Assignment
The expected output is each line in the data below that includes the string "Deserialization".

Given information
--- START ---
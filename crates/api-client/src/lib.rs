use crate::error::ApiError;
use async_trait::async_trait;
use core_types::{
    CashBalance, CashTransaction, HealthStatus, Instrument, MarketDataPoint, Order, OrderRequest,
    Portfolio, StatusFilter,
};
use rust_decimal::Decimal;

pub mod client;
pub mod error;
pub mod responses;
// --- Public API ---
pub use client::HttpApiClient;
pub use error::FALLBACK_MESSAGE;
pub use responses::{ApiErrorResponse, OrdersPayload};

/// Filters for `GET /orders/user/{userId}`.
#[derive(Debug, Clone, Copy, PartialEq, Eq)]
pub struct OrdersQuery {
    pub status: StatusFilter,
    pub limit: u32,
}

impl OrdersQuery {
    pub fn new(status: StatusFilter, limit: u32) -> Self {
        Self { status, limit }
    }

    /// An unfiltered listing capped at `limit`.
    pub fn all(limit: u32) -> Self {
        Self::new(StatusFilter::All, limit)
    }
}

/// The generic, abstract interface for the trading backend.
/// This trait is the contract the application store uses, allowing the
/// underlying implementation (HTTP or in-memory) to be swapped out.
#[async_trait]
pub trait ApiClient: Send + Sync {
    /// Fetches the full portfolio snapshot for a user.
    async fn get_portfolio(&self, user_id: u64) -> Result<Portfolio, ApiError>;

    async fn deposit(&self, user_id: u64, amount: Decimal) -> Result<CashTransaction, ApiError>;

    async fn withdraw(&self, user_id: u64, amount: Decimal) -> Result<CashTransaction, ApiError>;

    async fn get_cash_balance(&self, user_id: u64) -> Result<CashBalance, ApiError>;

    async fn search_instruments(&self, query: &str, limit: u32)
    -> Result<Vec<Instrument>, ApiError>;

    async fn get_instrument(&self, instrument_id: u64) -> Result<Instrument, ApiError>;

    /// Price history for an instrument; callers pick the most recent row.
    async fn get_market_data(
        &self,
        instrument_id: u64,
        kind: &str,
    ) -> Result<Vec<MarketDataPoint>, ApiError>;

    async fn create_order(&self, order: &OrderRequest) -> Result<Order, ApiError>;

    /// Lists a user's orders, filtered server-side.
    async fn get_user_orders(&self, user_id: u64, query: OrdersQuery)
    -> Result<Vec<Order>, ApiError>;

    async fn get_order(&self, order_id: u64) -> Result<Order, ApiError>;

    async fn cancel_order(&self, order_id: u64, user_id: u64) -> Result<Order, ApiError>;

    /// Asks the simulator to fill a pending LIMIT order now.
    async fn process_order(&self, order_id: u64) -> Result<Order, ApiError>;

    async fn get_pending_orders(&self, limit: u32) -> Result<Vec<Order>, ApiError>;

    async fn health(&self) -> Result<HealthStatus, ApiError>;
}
--- END ---
--- START ---
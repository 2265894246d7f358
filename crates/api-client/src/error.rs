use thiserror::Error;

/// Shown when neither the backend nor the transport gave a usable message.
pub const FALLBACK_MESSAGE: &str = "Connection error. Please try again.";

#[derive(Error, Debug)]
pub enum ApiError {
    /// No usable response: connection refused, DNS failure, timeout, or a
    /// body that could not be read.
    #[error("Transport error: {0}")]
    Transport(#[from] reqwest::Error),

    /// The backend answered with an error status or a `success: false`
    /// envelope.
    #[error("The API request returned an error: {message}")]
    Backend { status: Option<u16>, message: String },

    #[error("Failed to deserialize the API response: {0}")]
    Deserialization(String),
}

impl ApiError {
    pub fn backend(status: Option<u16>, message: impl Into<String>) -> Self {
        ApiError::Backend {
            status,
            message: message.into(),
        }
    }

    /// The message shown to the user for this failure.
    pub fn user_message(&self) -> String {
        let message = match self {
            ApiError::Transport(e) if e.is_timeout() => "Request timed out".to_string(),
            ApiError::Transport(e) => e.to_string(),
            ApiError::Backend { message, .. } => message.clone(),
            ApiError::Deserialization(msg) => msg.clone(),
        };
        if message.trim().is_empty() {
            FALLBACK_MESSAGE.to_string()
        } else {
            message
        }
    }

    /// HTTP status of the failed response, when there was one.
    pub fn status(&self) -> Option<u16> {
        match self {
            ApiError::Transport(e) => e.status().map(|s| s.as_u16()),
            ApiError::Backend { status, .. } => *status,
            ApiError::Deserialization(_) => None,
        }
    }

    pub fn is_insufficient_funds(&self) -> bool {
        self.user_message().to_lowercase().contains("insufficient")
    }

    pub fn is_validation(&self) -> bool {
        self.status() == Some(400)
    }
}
--- END ---
Reply
    Deserialization(String),
            ApiError::Deserialization(msg) => msg.clone(),
            ApiError::Deserialization(_) => None,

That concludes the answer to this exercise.